Python Fingerprint Example

Python is a flexible and popular language for running data analysis pipelines. In this tutorial we will implement a solution for a fingerprint matching.

Overview

Fingerprint recognition refers to the automated method for verifying a match between two fingerprints and that is used to identify individuals and verify their identity. Fingerprints (Figure 1) are the most widely used form of biometric used to identify individuals.

The automated fingerprint matching generally required the detection of different fingerprint features (aggregate characteristics of ridges, and minutia points) and then the use of fingerprint matching algorithm, which can do both one-to- one and one-to- many matching operations. Based on the number of matches a proximity score (distance or similarity) can be calculated.

We use the following NIST dataset for the study:

Special Database 14 - NIST Mated Fingerprint Card Pairs 2. (http://www.nist.gov/itl/iad/ig/special_dbases.cfm)

Objectives

Match the fingerprint images from a probe set to a gallery set and report the match scores.

Prerequisites

For this work we will use the following algorithms:

MINDTCT: The NIST minutiae detector, which automatically locates and records ridge ending and bifurcations in a fingerprint image. (http://www.nist.gov/itl/iad/ig/nbis.cfm)
BOZORTH3: A NIST fingerprint matching algorithm, which is a minutiae based fingerprint-matching algorithm. It can do both one-to- one and one-to- many matching operations. (http://www.nist.gov/itl/iad/ig/nbis.cfm)

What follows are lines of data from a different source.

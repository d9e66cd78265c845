//! Arbitrary-precision integers
//!
//! Backed by [`num_bigint::BigInt`]. Results never overflow, but shift
//! counts and exponents that would build values wider than [`MAX_BITS`]
//! bits are rejected as illegal operands rather than exhausting memory.

use num_bigint::{BigInt, Sign};
use num_traits::{One, Signed, ToPrimitive, Zero};

use super::super::error::{EvalError, EvalResult};
use super::Domain;

/// Widest value `<<` and `**` are allowed to produce
pub const MAX_BITS: u64 = 1 << 20;

/// [`BigInt`] arithmetic
#[derive(Debug, Clone, Copy, Default, PartialEq, Eq)]
pub struct BigInteger;

fn too_large(x: &BigInt, op: &str, y: &BigInt) -> EvalError {
    EvalError::IllegalOperand(format!(
        "{} {} {} would exceed {} bits",
        x, op, y, MAX_BITS
    ))
}

fn shift_count(x: &BigInt, op: &str, y: &BigInt) -> EvalResult<usize> {
    if y.is_negative() {
        return Err(EvalError::IllegalOperand(format!("negative shift count {}", y)));
    }
    y.to_u64()
        .filter(|&n| x.bits().checked_add(n).is_some_and(|bits| bits <= MAX_BITS))
        .map(|n| n as usize)
        .ok_or_else(|| too_large(x, op, y))
}

impl Domain for BigInteger {
    type Value = BigInt;

    fn name(&self) -> &'static str {
        "big integer"
    }

    fn add(&self, x: BigInt, y: BigInt) -> EvalResult<BigInt> {
        Ok(x + y)
    }

    fn subtract(&self, x: BigInt, y: BigInt) -> EvalResult<BigInt> {
        Ok(x - y)
    }

    fn multiply(&self, x: BigInt, y: BigInt) -> EvalResult<BigInt> {
        Ok(x * y)
    }

    fn divide(&self, x: BigInt, y: BigInt) -> EvalResult<BigInt> {
        if y.is_zero() {
            return Err(EvalError::DivisionByZero);
        }
        Ok(x / y)
    }

    fn negate(&self, x: BigInt) -> EvalResult<BigInt> {
        Ok(-x)
    }

    fn parse_literal(&self, text: &str) -> EvalResult<BigInt> {
        text.parse::<BigInt>()
            .map_err(|_| EvalError::IllegalOperand(format!("invalid integer literal '{}'", text)))
    }

    fn from_int(&self, value: i32) -> BigInt {
        BigInt::from(value)
    }

    fn shift_left(&self, x: BigInt, y: BigInt) -> EvalResult<BigInt> {
        if x.is_zero() && !y.is_negative() {
            return Ok(x);
        }
        let count = shift_count(&x, "<<", &y)?;
        Ok(x << count)
    }

    fn shift_right(&self, x: BigInt, y: BigInt) -> EvalResult<BigInt> {
        if y.is_negative() {
            return Err(EvalError::IllegalOperand(format!("negative shift count {}", y)));
        }
        match y.to_u64() {
            Some(n) if n < x.bits() => Ok(x >> n as usize),
            // Everything shifted out: arithmetic shift leaves only the sign.
            _ if x.sign() == Sign::Minus => Ok(-BigInt::one()),
            _ => Ok(BigInt::zero()),
        }
    }

    fn pow(&self, x: BigInt, y: BigInt) -> EvalResult<BigInt> {
        if x.is_zero() && y.is_zero() {
            return Err(EvalError::IllegalOperand("0 ** 0 is undefined".to_string()));
        }
        if y.is_negative() {
            return Err(EvalError::IllegalOperand(format!(
                "negative exponent in {} ** {}",
                x, y
            )));
        }
        if x.is_zero() || x.is_one() {
            return Ok(x);
        }
        if x == -BigInt::one() {
            return Ok(if y.bit(0) { x } else { BigInt::one() });
        }
        match y.to_u32() {
            Some(exp) if x.bits().saturating_mul(u64::from(exp)) <= MAX_BITS => Ok(x.pow(exp)),
            _ => Err(too_large(&x, "**", &y)),
        }
    }

    fn log(&self, x: BigInt, y: BigInt) -> EvalResult<BigInt> {
        if y <= BigInt::one() {
            return Err(EvalError::IllegalOperand(format!(
                "logarithm base must be greater than 1, got {}",
                y
            )));
        }
        if !x.is_positive() {
            return Err(EvalError::IllegalOperand(format!(
                "logarithm argument must be positive, got {}",
                x
            )));
        }
        let mut value = x;
        let mut result = 0u64;
        while value >= y {
            value /= &y;
            result += 1;
        }
        Ok(BigInt::from(result))
    }
}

In order to follow along, you must have the NBIS tools which provide mindtct and bozorth3 installed. If you are on Ubuntu 16.04 Xenial, the following steps will accomplish this:

$ sudo apt-get update -qq
$ sudo apt-get install -y build-essential cmake unzip
$ wget "http://nigos.nist.gov:8080/nist/nbis/nbis_v5_0_0.zip"
$ unzip -d nbis nbis_v5_0_0.zip
$ cd nbis/Rel_5.0.0
$ ./setup.sh /usr/local --without-X11
$ sudo make

Implementation

Fetch the fingerprint images from the web
Call out to external programs to prepare and compute the match scoreds
Store the results in a database
Generate a plot to identify likely matches.



In [1]:

    
from __future__ import print_function



In [2]:

    
import urllib
import zipfile
import hashlib

We'll be interacting with the operating system and manipulating files and their pathnames.



In [3]:

    
import os.path
import os
import sys
import shutil
import tempfile

Some general usefull utilities



In [4]:

    
import itertools
import functools
import types
from pprint import pprint

Using the attrs library provides some nice shortcuts to defining objects



In [5]:

    
import attr



In [6]:

    
import sys

We'll be randomly dividing the entire dataset, based on user input, into the probe and gallery stets



In [7]:

    
import random

We'll need to call out to the NBIS software. We'll also be using multiple processes to take advantage of all the cores on our machine



In [8]:

    
import subprocess
import multiprocessing

As for plotting, we'll use matplotlib, though there are many alternatives.



In [9]:

    
import matplotlib.pyplot as plt
import pandas as pd
import numpy as np

Finally, we'll write the results to a database.



In [10]:

    
import sqlite3

Utility functions

Next, we'll define some utility functions:



In [11]:

    
def take(n, iterable):
    "Returns a generator of the first **n** elements of an iterable"
    return itertools.islice(iterable, n )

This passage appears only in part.